EXERCISE DESCRIPTION
When you print the material, keep every line identical to the original.

INFORMATION PROVIDED
==============================

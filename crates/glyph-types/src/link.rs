//! The mutable union-find cell: the only point of state in the type graph.

use ena::snapshot_vec::{SnapshotVec, SnapshotVecDelegate};

use crate::ids::{TypeTermId, TypeVarId};

/// State of a single union-find cell.
///
/// `Generic` is immutable after creation: nothing in this crate ever
/// transitions a `Generic` cell to anything else. `Unbound` is the only
/// state that transitions, either to `Link` (on unification) or to a
/// lower `level` (level adjustment during occurs-check); `Link` never
/// transitions back to `Unbound` or `Generic`.
#[derive(Clone, Debug, PartialEq, Eq)]
pub enum LinkState {
    /// A free variable at a given generalization level.
    Unbound { id: u32, level: u32, is_static: bool },
    /// A universally quantified, rigid parameter.
    Generic { id: u32, is_static: bool },
    /// A forwarding edge to another term (union-find representative).
    Link { target: TypeTermId },
}

impl LinkState {
    pub fn is_unbound(&self) -> bool {
        matches!(self, LinkState::Unbound { .. })
    }

    pub fn is_generic(&self) -> bool {
        matches!(self, LinkState::Generic { .. })
    }

    pub fn is_link(&self) -> bool {
        matches!(self, LinkState::Link { .. })
    }
}

/// `ena::snapshot_vec` only needs a no-op reverse since every mutation we
/// perform goes through `set`/`update`, which records the prior value by
/// cloning it; we never push a custom [`SnapshotVecDelegate::Undo`]
/// action of our own.
struct LinkCellDelegate;

impl SnapshotVecDelegate for LinkCellDelegate {
    type Value = LinkState;
    type Undo = ();

    fn reverse(_values: &mut Vec<LinkState>, _action: ()) {}
}

/// Side table of [`LinkState`] cells, keyed by [`TypeVarId`].
///
/// Kept separate from the [`crate::arena::TypeArena`] so that journaling
/// a unification attempt only has to snapshot this table, not the whole
/// term graph: composite terms (`Class`, `Function`, `Static`, `Partial`)
/// are never mutated after creation, only `Var` terms' backing cells
/// here are.
pub struct LinkTable {
    cells: SnapshotVec<LinkCellDelegate>,
}

impl LinkTable {
    pub fn new() -> Self {
        LinkTable {
            cells: SnapshotVec::new(),
        }
    }

    /// Allocate a new cell and return the slot it was stored at.
    pub fn push(&mut self, state: LinkState) -> TypeVarId {
        TypeVarId(self.cells.push(state) as u32)
    }

    pub fn get(&self, var: TypeVarId) -> &LinkState {
        self.cells.get(var.0 as usize)
    }

    /// Overwrite the cell at `var`, recording its previous value on the
    /// undo log so a later [`LinkTable::rollback_to`] restores it.
    pub fn set(&mut self, var: TypeVarId, state: LinkState) {
        *self.cells.get_mut(var.0 as usize) = state;
    }

    pub fn len(&self) -> usize {
        self.cells.len()
    }

    pub fn start_snapshot(&mut self) -> ena::snapshot_vec::Snapshot {
        self.cells.start_snapshot()
    }

    pub fn rollback_to(&mut self, snapshot: ena::snapshot_vec::Snapshot) {
        self.cells.rollback_to(snapshot);
    }

    pub fn commit(&mut self, snapshot: ena::snapshot_vec::Snapshot) {
        self.cells.commit(snapshot);
    }
}

impl Default for LinkTable {
    fn default() -> Self {
        Self::new()
    }
}

#[cfg(test)]
mod tests {
    use super::*;

    #[test]
    fn push_then_get_roundtrips() {
        let mut table = LinkTable::new();
        let v = table.push(LinkState::Unbound {
            id: 0,
            level: 1,
            is_static: false,
        });
        assert!(table.get(v).is_unbound());
    }

    #[test]
    fn set_then_rollback_restores_previous_state() {
        let mut table = LinkTable::new();
        let v = table.push(LinkState::Unbound {
            id: 0,
            level: 1,
            is_static: false,
        });
        let snap = table.start_snapshot();
        table.set(
            v,
            LinkState::Link {
                target: TypeTermId(42),
            },
        );
        assert!(table.get(v).is_link());
        table.rollback_to(snap);
        assert!(table.get(v).is_unbound());
    }

    #[test]
    fn commit_keeps_mutation() {
        let mut table = LinkTable::new();
        let v = table.push(LinkState::Unbound {
            id: 0,
            level: 1,
            is_static: false,
        });
        let snap = table.start_snapshot();
        table.set(
            v,
            LinkState::Link {
                target: TypeTermId(1),
            },
        );
        table.commit(snap);
        assert!(table.get(v).is_link());
    }
}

==============================

TASK RESULT
filename crates/glyph-types/src/link.rs
//! The mutable union-find cell: the only point of state in the type graph.

use ena::snapshot_vec::{SnapshotVec, SnapshotVecDelegate};

use crate::ids::{TypeTermId, TypeVarId};

/// State of a single union-find cell.
///
/// `Generic` is immutable after creation: nothing in this crate ever
/// transitions a `Generic` cell to anything else. `Unbound` is the only
/// state that transitions, either to `Link` (on unification) or to a
/// lower `level` (level adjustment during occurs-check); `Link` never
/// transitions back to `Unbound` or `Generic`.
#[derive(Clone, Debug, PartialEq, Eq)]
pub enum LinkState {
    /// A free variable at a given generalization level.
    Unbound { id: u32, level: u32, is_static: bool },
    /// A universally quantified, rigid parameter.
    Generic { id: u32, is_static: bool },
    /// A forwarding edge to another term (union-find representative).
    Link { target: TypeTermId },
}

impl LinkState {
    pub fn is_unbound(&self) -> bool {
        matches!(self, LinkState::Unbound { .. })
    }

    pub fn is_generic(&self) -> bool {
        matches!(self, LinkState::Generic { .. })
    }

    pub fn is_link(&self) -> bool {
        matches!(self, LinkState::Link { .. })
    }
}

/// `ena::snapshot_vec` only needs a no-op reverse since every mutation we
/// perform goes through `set`/`update`, which records the prior value by
/// cloning it; we never push a custom [`SnapshotVecDelegate::Undo`]
/// action of our own.
struct LinkCellDelegate;

impl SnapshotVecDelegate for LinkCellDelegate {
    type Value = LinkState;
    type Undo = ();

    fn reverse(_values: &mut Vec<LinkState>, _action: ()) {}
}

/// Side table of [`LinkState`] cells, keyed by [`TypeVarId`].
///
/// Kept separate from the [`crate::arena::TypeArena`] so that journaling
/// a unification attempt only has to snapshot this table, not the whole
/// term graph: composite terms (`Class`, `Function`, `Static`, `Partial`)
/// are never mutated after creation, only `Var` terms' backing cells
/// here are.
pub struct LinkTable {
    cells: SnapshotVec<LinkCellDelegate>,
}

impl LinkTable {
    pub fn new() -> Self {
        LinkTable {
            cells: SnapshotVec::new(),
        }
    }

    /// Allocate a new cell and return the slot it was stored at.
    pub fn push(&mut self, state: LinkState) -> TypeVarId {
        TypeVarId(self.cells.push(state) as u32)
    }

    pub fn get(&self, var: TypeVarId) -> &LinkState {
        self.cells.get(var.0 as usize)
    }

    /// Overwrite the cell at `var`, recording its previous value on the
    /// undo log so a later [`LinkTable::rollback_to`] restores it.
    pub fn set(&mut self, var: TypeVarId, state: LinkState) {
        *self.cells.get_mut(var.0 as usize) = state;
    }

    pub fn len(&self) -> usize {
        self.cells.len()
    }

    pub fn start_snapshot(&mut self) -> ena::snapshot_vec::Snapshot {
        self.cells.start_snapshot()
    }

    pub fn rollback_to(&mut self, snapshot: ena::snapshot_vec::Snapshot) {
        self.cells.rollback_to(snapshot);
    }

    pub fn commit(&mut self, snapshot: ena::snapshot_vec::Snapshot) {
        self.cells.commit(snapshot);
    }
}

impl Default for LinkTable {
    fn default() -> Self {
        Self::new()
    }
}

#[cfg(test)]
mod tests {
    use super::*;

    #[test]
    fn push_then_get_roundtrips() {
        let mut table = LinkTable::new();
        let v = table.push(LinkState::Unbound {
            id: 0,
            level: 1,
            is_static: false,
        });
        assert!(table.get(v).is_unbound());
    }

    #[test]
    fn set_then_rollback_restores_previous_state() {
        let mut table = LinkTable::new();
        let v = table.push(LinkState::Unbound {
            id: 0,
            level: 1,
            is_static: false,
        });
        let snap = table.start_snapshot();
        table.set(
            v,
            LinkState::Link {
                target: TypeTermId(42),
            },
        );
        assert!(table.get(v).is_link());
        table.rollback_to(snap);
        assert!(table.get(v).is_unbound());
    }

    #[test]
    fn commit_keeps_mutation() {
        let mut table = LinkTable::new();
        let v = table.push(LinkState::Unbound {
            id: 0,
            level: 1,
            is_static: false,
        });
        let snap = table.start_snapshot();
        table.set(
            v,
            LinkState::Link {
                target: TypeTermId(1),
            },
        );
        table.commit(snap);
        assert!(table.get(v).is_link());
    }
}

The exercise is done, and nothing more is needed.